[Entries taken from a collection]
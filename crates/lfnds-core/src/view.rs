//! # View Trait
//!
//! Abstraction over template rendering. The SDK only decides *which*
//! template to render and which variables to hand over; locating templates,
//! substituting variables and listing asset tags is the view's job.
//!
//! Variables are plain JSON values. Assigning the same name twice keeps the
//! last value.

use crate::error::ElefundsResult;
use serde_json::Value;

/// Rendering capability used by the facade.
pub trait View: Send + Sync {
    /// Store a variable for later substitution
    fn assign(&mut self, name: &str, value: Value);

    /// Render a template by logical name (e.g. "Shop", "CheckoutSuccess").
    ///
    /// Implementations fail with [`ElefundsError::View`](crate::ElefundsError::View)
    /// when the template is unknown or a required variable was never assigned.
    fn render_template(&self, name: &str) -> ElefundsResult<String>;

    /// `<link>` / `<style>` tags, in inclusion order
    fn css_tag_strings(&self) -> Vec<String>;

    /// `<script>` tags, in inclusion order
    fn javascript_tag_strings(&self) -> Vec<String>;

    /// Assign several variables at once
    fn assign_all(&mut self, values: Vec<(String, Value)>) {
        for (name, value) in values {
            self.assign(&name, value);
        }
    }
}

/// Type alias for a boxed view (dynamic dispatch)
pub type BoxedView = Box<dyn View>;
--
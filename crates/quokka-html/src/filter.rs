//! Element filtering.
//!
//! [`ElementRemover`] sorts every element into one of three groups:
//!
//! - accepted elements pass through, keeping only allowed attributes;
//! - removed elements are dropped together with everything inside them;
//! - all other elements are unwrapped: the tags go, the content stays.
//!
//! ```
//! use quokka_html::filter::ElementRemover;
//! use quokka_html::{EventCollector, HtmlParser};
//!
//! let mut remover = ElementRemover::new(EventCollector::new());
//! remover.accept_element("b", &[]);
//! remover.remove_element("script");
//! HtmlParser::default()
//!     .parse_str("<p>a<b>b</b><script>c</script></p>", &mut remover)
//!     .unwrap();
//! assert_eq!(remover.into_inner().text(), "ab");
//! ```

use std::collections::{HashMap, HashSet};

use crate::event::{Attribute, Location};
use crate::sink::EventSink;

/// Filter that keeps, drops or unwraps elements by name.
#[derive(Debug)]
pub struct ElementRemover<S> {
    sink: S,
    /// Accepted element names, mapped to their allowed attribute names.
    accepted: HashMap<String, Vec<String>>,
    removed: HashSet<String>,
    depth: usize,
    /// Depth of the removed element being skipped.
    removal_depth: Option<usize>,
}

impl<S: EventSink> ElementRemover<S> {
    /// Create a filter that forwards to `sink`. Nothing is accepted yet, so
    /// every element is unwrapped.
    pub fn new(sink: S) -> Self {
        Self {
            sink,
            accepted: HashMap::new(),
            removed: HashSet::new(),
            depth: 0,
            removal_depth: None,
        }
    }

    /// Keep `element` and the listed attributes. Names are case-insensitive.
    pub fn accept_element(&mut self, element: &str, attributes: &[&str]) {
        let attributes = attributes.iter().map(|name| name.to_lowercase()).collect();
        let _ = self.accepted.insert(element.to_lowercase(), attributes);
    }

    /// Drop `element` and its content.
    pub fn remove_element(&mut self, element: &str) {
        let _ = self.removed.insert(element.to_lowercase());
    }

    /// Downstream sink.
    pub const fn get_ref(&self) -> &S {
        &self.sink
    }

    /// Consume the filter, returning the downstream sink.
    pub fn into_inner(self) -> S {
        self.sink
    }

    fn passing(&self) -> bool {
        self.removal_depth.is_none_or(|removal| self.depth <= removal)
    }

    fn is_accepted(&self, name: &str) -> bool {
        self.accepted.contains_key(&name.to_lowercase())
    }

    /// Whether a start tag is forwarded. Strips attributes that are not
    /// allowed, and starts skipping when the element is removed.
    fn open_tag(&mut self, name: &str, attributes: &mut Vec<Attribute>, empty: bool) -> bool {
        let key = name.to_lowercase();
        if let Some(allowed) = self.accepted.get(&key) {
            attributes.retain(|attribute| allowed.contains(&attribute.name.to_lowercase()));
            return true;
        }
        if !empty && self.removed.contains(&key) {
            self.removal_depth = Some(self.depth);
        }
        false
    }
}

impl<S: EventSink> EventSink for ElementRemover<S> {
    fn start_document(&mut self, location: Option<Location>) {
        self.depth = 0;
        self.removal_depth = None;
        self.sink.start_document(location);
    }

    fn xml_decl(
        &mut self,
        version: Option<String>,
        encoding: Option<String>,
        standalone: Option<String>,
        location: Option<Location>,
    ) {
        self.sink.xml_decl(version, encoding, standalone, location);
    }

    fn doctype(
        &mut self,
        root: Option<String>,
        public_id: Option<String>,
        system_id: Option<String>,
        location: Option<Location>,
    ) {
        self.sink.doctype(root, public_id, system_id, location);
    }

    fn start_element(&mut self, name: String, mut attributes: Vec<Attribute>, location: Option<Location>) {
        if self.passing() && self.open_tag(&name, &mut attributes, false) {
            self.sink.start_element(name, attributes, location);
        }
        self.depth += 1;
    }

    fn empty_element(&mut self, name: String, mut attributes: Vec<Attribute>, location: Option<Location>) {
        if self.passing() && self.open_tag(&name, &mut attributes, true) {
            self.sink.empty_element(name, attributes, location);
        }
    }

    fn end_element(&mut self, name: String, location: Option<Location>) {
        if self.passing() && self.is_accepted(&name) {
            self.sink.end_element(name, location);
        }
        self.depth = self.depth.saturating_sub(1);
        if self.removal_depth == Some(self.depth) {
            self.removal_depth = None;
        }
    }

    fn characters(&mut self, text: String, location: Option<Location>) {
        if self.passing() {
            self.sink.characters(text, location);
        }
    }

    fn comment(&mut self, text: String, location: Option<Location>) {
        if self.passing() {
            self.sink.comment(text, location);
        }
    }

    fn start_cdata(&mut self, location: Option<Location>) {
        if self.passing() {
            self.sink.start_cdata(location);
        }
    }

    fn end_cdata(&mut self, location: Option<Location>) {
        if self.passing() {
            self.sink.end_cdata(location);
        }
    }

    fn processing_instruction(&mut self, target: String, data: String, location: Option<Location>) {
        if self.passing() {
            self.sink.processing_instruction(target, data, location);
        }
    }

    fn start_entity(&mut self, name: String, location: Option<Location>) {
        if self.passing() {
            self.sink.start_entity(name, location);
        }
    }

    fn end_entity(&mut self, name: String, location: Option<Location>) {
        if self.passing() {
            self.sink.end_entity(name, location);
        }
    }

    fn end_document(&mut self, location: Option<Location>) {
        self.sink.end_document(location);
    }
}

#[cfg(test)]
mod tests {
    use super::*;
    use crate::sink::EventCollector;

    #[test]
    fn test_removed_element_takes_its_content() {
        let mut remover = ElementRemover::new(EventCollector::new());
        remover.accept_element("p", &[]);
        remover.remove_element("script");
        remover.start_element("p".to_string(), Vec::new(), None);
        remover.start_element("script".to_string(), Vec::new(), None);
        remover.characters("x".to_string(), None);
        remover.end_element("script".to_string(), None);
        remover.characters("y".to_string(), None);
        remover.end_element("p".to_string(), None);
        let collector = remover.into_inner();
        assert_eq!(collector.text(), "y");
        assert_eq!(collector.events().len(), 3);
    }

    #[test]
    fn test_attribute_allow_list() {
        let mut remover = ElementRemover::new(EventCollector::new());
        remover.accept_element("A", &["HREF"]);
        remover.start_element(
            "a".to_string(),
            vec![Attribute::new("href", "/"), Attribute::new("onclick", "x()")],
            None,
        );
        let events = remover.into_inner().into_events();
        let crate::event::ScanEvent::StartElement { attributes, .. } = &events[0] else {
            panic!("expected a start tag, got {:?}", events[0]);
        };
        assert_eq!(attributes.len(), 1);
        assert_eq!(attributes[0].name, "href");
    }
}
...
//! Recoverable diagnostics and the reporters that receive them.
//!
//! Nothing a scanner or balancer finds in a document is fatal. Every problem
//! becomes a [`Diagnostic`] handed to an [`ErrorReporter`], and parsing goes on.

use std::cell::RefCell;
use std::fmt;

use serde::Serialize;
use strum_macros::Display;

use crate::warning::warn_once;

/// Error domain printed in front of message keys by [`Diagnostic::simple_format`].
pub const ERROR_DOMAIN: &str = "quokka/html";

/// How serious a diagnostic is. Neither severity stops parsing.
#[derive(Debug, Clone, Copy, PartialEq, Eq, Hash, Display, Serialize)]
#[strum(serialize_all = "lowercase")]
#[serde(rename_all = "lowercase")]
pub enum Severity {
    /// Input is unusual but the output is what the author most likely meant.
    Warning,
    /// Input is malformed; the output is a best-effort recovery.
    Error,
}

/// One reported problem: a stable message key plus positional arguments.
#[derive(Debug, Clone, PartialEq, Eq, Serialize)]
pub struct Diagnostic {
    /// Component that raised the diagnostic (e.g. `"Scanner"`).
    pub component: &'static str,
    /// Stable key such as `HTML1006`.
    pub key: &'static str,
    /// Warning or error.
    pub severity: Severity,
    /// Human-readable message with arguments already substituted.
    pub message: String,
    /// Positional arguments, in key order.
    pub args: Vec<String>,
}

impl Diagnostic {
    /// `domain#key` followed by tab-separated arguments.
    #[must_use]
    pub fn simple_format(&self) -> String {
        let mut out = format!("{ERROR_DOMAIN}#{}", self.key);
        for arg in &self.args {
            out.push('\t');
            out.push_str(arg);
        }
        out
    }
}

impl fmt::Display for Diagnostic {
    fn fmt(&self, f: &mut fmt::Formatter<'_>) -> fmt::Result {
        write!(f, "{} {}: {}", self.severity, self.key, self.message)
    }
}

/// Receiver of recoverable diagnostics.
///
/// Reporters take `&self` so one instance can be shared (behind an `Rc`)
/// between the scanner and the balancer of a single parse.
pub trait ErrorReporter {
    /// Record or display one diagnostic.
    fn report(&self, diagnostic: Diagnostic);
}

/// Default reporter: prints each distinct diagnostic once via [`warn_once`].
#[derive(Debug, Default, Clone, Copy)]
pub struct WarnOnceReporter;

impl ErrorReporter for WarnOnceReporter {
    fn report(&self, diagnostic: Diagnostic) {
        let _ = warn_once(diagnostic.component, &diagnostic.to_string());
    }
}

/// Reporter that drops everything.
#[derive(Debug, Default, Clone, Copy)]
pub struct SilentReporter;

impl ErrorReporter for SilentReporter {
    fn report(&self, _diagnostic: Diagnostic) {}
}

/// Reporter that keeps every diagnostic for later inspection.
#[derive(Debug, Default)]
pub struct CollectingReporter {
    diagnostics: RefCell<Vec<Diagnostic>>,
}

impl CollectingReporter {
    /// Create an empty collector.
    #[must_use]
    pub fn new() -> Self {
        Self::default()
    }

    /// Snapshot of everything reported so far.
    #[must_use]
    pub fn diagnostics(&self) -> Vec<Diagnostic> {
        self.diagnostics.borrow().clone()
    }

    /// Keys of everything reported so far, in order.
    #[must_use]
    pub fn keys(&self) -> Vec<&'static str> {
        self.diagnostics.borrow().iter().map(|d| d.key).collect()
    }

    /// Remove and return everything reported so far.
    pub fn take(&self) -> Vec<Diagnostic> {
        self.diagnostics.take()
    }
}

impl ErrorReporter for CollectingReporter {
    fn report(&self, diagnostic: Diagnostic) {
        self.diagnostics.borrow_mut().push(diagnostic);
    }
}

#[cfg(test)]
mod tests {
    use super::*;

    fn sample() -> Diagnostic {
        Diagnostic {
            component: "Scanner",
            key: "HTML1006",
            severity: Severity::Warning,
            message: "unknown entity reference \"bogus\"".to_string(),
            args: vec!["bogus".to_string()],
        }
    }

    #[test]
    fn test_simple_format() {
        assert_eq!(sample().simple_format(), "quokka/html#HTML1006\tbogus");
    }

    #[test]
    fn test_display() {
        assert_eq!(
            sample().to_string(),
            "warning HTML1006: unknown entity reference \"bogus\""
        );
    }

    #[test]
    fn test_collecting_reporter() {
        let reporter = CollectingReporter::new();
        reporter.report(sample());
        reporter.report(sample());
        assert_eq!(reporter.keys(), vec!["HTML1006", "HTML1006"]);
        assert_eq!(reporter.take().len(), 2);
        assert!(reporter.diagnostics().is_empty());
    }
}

## EXERCISE GOAL
The required answer is the exact run of lines above starting at the line with "filename crates/lfnds-core/src/view.rs" and ending at the line with "pub type BoxedView = Box<dyn View>;", with both ends present.

## ANSWER TO THIS PROBLEM
filename crates/lfnds-core/src/view.rs
//! # View Trait
//!
//! Abstraction over template rendering. The SDK only decides *which*
//! template to render and which variables to hand over; locating templates,
//! substituting variables and listing asset tags is the view's job.
//!
//! Variables are plain JSON values. Assigning the same name twice keeps the
//! last value.

use crate::error::ElefundsResult;
use serde_json::Value;

/// Rendering capability used by the facade.
pub trait View: Send + Sync {
    /// Store a variable for later substitution
    fn assign(&mut self, name: &str, value: Value);

    /// Render a template by logical name (e.g. "Shop", "CheckoutSuccess").
    ///
    /// Implementations fail with [`ElefundsError::View`](crate::ElefundsError::View)
    /// when the template is unknown or a required variable was never assigned.
    fn render_template(&self, name: &str) -> ElefundsResult<String>;

    /// `<link>` / `<style>` tags, in inclusion order
    fn css_tag_strings(&self) -> Vec<String>;

    /// `<script>` tags, in inclusion order
    fn javascript_tag_strings(&self) -> Vec<String>;

    /// Assign several variables at once
    fn assign_all(&mut self, values: Vec<(String, Value)>) {
        for (name, value) in values {
            self.assign(&name, value);
        }
    }
}

/// Type alias for a boxed view (dynamic dispatch)
pub type BoxedView = Box<dyn View>;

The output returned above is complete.